■ Work to complete: Start at the top of the records below and copy them exactly to the end.

■ Records supplied:

--------------------------------------------------

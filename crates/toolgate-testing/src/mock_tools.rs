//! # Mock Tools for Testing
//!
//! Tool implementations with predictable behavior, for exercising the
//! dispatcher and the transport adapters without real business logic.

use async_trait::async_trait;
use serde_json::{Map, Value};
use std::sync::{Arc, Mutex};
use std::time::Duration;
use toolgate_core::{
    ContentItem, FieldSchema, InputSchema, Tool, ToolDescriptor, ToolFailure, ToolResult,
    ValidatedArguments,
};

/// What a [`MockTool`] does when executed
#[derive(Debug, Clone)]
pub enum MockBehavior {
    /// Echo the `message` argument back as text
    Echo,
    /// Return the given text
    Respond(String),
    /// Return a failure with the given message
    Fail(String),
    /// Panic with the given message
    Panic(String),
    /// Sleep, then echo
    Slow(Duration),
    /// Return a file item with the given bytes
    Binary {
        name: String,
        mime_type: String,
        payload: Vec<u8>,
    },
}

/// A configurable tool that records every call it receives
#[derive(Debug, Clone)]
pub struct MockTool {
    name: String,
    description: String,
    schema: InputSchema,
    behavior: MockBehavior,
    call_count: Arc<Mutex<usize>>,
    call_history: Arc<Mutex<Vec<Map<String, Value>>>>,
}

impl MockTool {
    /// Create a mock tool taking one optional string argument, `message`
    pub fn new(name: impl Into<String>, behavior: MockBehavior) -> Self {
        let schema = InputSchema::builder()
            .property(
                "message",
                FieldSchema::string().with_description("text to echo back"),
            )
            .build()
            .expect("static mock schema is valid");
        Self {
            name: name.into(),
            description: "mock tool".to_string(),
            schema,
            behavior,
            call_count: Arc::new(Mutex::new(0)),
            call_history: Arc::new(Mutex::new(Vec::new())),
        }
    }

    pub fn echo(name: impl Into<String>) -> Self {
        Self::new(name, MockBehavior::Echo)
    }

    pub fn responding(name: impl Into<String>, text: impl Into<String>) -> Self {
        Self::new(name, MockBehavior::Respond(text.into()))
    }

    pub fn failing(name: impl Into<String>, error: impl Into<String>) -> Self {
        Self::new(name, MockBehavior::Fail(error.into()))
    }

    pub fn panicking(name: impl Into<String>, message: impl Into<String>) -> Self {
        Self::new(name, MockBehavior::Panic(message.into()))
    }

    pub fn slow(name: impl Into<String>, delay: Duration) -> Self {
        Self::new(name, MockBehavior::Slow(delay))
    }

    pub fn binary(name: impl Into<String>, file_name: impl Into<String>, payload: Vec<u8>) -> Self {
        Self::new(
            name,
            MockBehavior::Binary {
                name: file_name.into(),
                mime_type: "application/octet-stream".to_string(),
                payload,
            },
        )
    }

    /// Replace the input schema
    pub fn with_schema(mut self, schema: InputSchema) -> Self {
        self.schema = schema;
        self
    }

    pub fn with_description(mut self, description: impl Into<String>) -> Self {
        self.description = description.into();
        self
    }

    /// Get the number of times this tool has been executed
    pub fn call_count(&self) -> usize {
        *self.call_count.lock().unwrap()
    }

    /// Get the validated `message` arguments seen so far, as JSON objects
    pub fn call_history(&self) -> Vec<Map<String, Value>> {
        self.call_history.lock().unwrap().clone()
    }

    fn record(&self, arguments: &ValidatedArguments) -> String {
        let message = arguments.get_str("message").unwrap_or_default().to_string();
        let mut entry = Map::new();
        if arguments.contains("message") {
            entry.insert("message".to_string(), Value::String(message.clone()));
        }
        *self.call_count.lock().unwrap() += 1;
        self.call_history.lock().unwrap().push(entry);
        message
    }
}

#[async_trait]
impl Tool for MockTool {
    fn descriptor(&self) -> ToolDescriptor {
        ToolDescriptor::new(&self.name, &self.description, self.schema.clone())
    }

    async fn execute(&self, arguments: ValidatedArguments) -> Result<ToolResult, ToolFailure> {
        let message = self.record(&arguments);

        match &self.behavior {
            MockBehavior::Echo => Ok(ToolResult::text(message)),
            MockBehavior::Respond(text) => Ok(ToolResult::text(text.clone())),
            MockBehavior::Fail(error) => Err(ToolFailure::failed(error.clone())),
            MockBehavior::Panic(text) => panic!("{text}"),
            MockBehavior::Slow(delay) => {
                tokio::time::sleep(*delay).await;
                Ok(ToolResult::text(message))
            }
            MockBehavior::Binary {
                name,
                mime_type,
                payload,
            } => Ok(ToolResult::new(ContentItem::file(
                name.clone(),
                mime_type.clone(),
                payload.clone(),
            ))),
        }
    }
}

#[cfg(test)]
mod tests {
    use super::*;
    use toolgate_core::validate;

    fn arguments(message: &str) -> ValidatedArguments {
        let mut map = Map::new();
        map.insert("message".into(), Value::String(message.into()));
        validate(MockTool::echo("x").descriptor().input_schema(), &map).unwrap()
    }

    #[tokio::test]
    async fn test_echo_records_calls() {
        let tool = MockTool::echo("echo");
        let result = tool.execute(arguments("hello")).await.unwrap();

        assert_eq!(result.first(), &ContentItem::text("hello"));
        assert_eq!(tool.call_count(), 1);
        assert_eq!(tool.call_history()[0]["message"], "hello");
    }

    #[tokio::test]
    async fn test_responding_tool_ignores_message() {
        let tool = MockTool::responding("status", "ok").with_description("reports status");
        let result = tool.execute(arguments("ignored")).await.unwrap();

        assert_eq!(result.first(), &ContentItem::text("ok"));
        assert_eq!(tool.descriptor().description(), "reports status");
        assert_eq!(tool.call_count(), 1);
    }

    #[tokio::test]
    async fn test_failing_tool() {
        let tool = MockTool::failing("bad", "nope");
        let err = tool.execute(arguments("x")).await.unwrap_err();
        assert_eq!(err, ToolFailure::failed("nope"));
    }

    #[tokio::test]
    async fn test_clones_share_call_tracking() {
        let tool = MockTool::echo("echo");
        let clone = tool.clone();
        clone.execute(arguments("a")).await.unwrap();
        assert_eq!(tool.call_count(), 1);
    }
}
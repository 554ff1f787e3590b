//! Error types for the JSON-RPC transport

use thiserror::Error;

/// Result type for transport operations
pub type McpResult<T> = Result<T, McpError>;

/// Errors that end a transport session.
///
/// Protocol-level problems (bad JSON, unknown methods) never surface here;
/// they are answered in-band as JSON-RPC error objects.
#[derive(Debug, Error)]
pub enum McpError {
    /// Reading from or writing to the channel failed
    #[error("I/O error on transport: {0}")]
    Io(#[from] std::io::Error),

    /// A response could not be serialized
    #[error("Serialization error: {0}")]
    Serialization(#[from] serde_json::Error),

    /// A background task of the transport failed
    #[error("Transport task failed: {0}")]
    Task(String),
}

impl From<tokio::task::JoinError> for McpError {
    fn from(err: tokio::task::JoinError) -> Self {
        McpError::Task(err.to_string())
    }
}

--------------------------------------------------

■ Solution:
filename crates/toolgate-testing/src/mock_tools.rs
//! # Mock Tools for Testing
//!
//! Tool implementations with predictable behavior, for exercising the
//! dispatcher and the transport adapters without real business logic.

use async_trait::async_trait;
use serde_json::{Map, Value};
use std::sync::{Arc, Mutex};
use std::time::Duration;
use toolgate_core::{
    ContentItem, FieldSchema, InputSchema, Tool, ToolDescriptor, ToolFailure, ToolResult,
    ValidatedArguments,
};

/// What a [`MockTool`] does when executed
#[derive(Debug, Clone)]
pub enum MockBehavior {
    /// Echo the `message` argument back as text
    Echo,
    /// Return the given text
    Respond(String),
    /// Return a failure with the given message
    Fail(String),
    /// Panic with the given message
    Panic(String),
    /// Sleep, then echo
    Slow(Duration),
    /// Return a file item with the given bytes
    Binary {
        name: String,
        mime_type: String,
        payload: Vec<u8>,
    },
}

/// A configurable tool that records every call it receives
#[derive(Debug, Clone)]
pub struct MockTool {
    name: String,
    description: String,
    schema: InputSchema,
    behavior: MockBehavior,
    call_count: Arc<Mutex<usize>>,
    call_history: Arc<Mutex<Vec<Map<String, Value>>>>,
}

impl MockTool {
    /// Create a mock tool taking one optional string argument, `message`
    pub fn new(name: impl Into<String>, behavior: MockBehavior) -> Self {
        let schema = InputSchema::builder()
            .property(
                "message",
                FieldSchema::string().with_description("text to echo back"),
            )
            .build()
            .expect("static mock schema is valid");
        Self {
            name: name.into(),
            description: "mock tool".to_string(),
            schema,
            behavior,
            call_count: Arc::new(Mutex::new(0)),
            call_history: Arc::new(Mutex::new(Vec::new())),
        }
    }

    pub fn echo(name: impl Into<String>) -> Self {
        Self::new(name, MockBehavior::Echo)
    }

    pub fn responding(name: impl Into<String>, text: impl Into<String>) -> Self {
        Self::new(name, MockBehavior::Respond(text.into()))
    }

    pub fn failing(name: impl Into<String>, error: impl Into<String>) -> Self {
        Self::new(name, MockBehavior::Fail(error.into()))
    }

    pub fn panicking(name: impl Into<String>, message: impl Into<String>) -> Self {
        Self::new(name, MockBehavior::Panic(message.into()))
    }

    pub fn slow(name: impl Into<String>, delay: Duration) -> Self {
        Self::new(name, MockBehavior::Slow(delay))
    }

    pub fn binary(name: impl Into<String>, file_name: impl Into<String>, payload: Vec<u8>) -> Self {
        Self::new(
            name,
            MockBehavior::Binary {
                name: file_name.into(),
                mime_type: "application/octet-stream".to_string(),
                payload,
            },
        )
    }

    /// Replace the input schema
    pub fn with_schema(mut self, schema: InputSchema) -> Self {
        self.schema = schema;
        self
    }

    pub fn with_description(mut self, description: impl Into<String>) -> Self {
        self.description = description.into();
        self
    }

    /// Get the number of times this tool has been executed
    pub fn call_count(&self) -> usize {
        *self.call_count.lock().unwrap()
    }

    /// Get the validated `message` arguments seen so far, as JSON objects
    pub fn call_history(&self) -> Vec<Map<String, Value>> {
        self.call_history.lock().unwrap().clone()
    }

    fn record(&self, arguments: &ValidatedArguments) -> String {
        let message = arguments.get_str("message").unwrap_or_default().to_string();
        let mut entry = Map::new();
        if arguments.contains("message") {
            entry.insert("message".to_string(), Value::String(message.clone()));
        }
        *self.call_count.lock().unwrap() += 1;
        self.call_history.lock().unwrap().push(entry);
        message
    }
}

#[async_trait]
impl Tool for MockTool {
    fn descriptor(&self) -> ToolDescriptor {
        ToolDescriptor::new(&self.name, &self.description, self.schema.clone())
    }

    async fn execute(&self, arguments: ValidatedArguments) -> Result<ToolResult, ToolFailure> {
        let message = self.record(&arguments);

        match &self.behavior {
            MockBehavior::Echo => Ok(ToolResult::text(message)),
            MockBehavior::Respond(text) => Ok(ToolResult::text(text.clone())),
            MockBehavior::Fail(error) => Err(ToolFailure::failed(error.clone())),
            MockBehavior::Panic(text) => panic!("{text}"),
            MockBehavior::Slow(delay) => {
                tokio::time::sleep(*delay).await;
                Ok(ToolResult::text(message))
            }
            MockBehavior::Binary {
                name,
                mime_type,
                payload,
            } => Ok(ToolResult::new(ContentItem::file(
                name.clone(),
                mime_type.clone(),
                payload.clone(),
            ))),
        }
    }
}

#[cfg(test)]
mod tests {
    use super::*;
    use toolgate_core::validate;

    fn arguments(message: &str) -> ValidatedArguments {
        let mut map = Map::new();
        map.insert("message".into(), Value::String(message.into()));
        validate(MockTool::echo("x").descriptor().input_schema(), &map).unwrap()
    }

    #[tokio::test]
    async fn test_echo_records_calls() {
        let tool = MockTool::echo("echo");
        let result = tool.execute(arguments("hello")).await.unwrap();

        assert_eq!(result.first(), &ContentItem::text("hello"));
        assert_eq!(tool.call_count(), 1);
        assert_eq!(tool.call_history()[0]["message"], "hello");
    }

    #[tokio::test]
    async fn test_responding_tool_ignores_message() {
        let tool = MockTool::responding("status", "ok").with_description("reports status");
        let result = tool.execute(arguments("ignored")).await.unwrap();

        assert_eq!(result.first(), &ContentItem::text("ok"));
        assert_eq!(tool.descriptor().description(), "reports status");
        assert_eq!(tool.call_count(), 1);
    }

    #[tokio::test]
    async fn test_failing_tool() {
        let tool = MockTool::failing("bad", "nope");
        let err = tool.execute(arguments("x")).await.unwrap_err();
        assert_eq!(err, ToolFailure::failed("nope"));
    }

    #[tokio::test]
    async fn test_clones_share_call_tracking() {
        let tool = MockTool::echo("echo");
        let clone = tool.clone();
        clone.execute(arguments("a")).await.unwrap();
        assert_eq!(tool.call_count(), 1);
    }
}
repository 554ff1f787e3590b
//! Error types for the JSON-RPC transport

use thiserror::Error;

/// Result type for transport operations
pub type McpResult<T> = Result<T, McpError>;

/// Errors that end a transport session.
///
/// Protocol-level problems (bad JSON, unknown methods) never surface here;
/// they are answered in-band as JSON-RPC error objects.
#[derive(Debug, Error)]
pub enum McpError {
    /// Reading from or writing to the channel failed
    #[error("I/O error on transport: {0}")]
    Io(#[from] std::io::Error),

    /// A response could not be serialized
    #[error("Serialization error: {0}")]
    Serialization(#[from] serde_json::Error),

    /// A background task of the transport failed
    #[error("Transport task failed: {0}")]
    Task(String),
}

impl From<tokio::task::JoinError> for McpError {
    fn from(err: tokio::task::JoinError) -> Self {
        McpError::Task(err.to_string())
    }
}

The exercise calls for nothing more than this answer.